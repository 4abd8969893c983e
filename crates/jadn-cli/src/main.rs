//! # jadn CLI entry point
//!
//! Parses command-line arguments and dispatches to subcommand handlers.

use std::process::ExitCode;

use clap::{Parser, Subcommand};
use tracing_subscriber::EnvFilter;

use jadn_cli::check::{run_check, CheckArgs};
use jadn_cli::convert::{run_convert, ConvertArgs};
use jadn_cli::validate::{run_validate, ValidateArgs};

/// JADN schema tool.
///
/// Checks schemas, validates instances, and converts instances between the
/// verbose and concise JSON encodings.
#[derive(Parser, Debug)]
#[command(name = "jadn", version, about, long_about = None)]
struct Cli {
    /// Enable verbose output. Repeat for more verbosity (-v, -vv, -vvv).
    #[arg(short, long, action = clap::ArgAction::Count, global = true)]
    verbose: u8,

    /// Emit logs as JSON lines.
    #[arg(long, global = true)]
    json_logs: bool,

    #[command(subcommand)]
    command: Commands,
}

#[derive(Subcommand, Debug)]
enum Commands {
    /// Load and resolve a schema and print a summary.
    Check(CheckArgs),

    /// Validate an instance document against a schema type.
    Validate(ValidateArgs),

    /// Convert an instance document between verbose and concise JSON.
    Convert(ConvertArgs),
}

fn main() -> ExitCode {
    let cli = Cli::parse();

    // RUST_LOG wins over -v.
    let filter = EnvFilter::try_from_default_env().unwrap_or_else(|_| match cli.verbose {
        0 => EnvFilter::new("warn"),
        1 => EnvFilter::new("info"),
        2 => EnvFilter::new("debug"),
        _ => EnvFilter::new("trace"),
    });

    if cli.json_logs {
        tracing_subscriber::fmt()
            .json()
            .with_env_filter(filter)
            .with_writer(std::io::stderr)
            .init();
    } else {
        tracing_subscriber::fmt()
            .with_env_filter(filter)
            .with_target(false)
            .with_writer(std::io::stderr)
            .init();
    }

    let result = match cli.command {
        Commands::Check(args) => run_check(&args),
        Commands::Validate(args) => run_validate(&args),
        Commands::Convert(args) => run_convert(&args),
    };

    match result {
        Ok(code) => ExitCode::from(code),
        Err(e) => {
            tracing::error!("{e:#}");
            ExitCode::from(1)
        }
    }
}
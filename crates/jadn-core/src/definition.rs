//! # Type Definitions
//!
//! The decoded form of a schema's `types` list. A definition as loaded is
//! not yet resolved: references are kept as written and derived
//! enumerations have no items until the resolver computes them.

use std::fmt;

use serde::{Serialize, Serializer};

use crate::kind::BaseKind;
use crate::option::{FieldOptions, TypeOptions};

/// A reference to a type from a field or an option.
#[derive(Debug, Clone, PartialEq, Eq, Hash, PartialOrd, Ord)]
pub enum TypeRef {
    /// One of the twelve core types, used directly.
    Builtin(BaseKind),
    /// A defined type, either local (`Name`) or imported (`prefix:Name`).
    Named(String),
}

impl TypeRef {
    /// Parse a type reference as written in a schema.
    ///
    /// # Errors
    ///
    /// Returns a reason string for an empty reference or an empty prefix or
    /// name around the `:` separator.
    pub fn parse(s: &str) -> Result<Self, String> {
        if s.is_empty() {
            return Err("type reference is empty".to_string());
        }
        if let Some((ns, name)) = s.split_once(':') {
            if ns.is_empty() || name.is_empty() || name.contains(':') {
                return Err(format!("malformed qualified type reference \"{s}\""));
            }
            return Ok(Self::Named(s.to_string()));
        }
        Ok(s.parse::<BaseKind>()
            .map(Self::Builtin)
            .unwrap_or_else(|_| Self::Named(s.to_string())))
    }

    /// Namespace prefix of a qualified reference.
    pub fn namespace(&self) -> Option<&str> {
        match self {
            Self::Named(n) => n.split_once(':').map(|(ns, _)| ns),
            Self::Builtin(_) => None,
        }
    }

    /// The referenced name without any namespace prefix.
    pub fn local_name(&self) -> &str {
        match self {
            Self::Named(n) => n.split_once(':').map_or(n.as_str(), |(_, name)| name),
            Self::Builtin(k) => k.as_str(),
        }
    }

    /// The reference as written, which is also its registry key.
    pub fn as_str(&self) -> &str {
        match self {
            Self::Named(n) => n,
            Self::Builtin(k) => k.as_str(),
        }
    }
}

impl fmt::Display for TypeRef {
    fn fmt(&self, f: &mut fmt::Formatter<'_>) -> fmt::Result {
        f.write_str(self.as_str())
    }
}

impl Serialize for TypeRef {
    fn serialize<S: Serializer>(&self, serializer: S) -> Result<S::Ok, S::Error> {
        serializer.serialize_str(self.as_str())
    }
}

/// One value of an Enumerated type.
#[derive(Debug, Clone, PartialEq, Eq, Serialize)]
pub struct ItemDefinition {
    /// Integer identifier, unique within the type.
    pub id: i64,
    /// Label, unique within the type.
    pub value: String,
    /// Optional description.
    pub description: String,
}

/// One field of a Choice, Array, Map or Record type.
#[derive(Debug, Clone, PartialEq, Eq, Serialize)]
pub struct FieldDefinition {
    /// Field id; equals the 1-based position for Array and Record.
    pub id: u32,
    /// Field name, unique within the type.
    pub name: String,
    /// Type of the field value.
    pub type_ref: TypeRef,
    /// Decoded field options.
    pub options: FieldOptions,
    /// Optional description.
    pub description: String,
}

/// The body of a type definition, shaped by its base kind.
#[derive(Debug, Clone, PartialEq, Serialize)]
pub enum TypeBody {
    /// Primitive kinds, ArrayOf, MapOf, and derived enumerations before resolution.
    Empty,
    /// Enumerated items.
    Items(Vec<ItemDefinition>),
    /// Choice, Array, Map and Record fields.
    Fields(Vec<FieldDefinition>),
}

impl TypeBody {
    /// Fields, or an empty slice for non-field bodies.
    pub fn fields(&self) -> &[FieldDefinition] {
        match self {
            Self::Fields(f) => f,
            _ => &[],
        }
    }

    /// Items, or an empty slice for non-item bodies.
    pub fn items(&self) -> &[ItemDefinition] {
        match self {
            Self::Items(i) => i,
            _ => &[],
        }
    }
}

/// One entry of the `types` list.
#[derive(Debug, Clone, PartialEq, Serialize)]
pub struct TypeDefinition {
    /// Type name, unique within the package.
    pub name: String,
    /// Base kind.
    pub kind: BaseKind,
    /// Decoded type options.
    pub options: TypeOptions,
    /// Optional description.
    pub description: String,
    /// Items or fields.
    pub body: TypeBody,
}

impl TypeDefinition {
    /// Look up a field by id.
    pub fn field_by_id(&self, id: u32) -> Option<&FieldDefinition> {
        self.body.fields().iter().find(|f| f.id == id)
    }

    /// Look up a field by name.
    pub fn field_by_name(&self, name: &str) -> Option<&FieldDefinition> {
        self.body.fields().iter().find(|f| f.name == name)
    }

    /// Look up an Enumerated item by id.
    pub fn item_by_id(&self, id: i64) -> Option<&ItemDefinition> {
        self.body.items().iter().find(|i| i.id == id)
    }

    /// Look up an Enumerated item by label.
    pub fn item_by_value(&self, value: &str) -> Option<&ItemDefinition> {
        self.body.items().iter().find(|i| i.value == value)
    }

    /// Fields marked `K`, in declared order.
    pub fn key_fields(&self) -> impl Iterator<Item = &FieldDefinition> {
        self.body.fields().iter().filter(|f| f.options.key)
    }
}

========================

Instructions for the task: For every line in the data above that has the string "Builtin", return that line.

Task output:
    Builtin(BaseKind),
            .map(Self::Builtin)
            Self::Builtin(_) => None,
            Self::Builtin(k) => k.as_str(),
            Self::Builtin(k) => k.as_str(),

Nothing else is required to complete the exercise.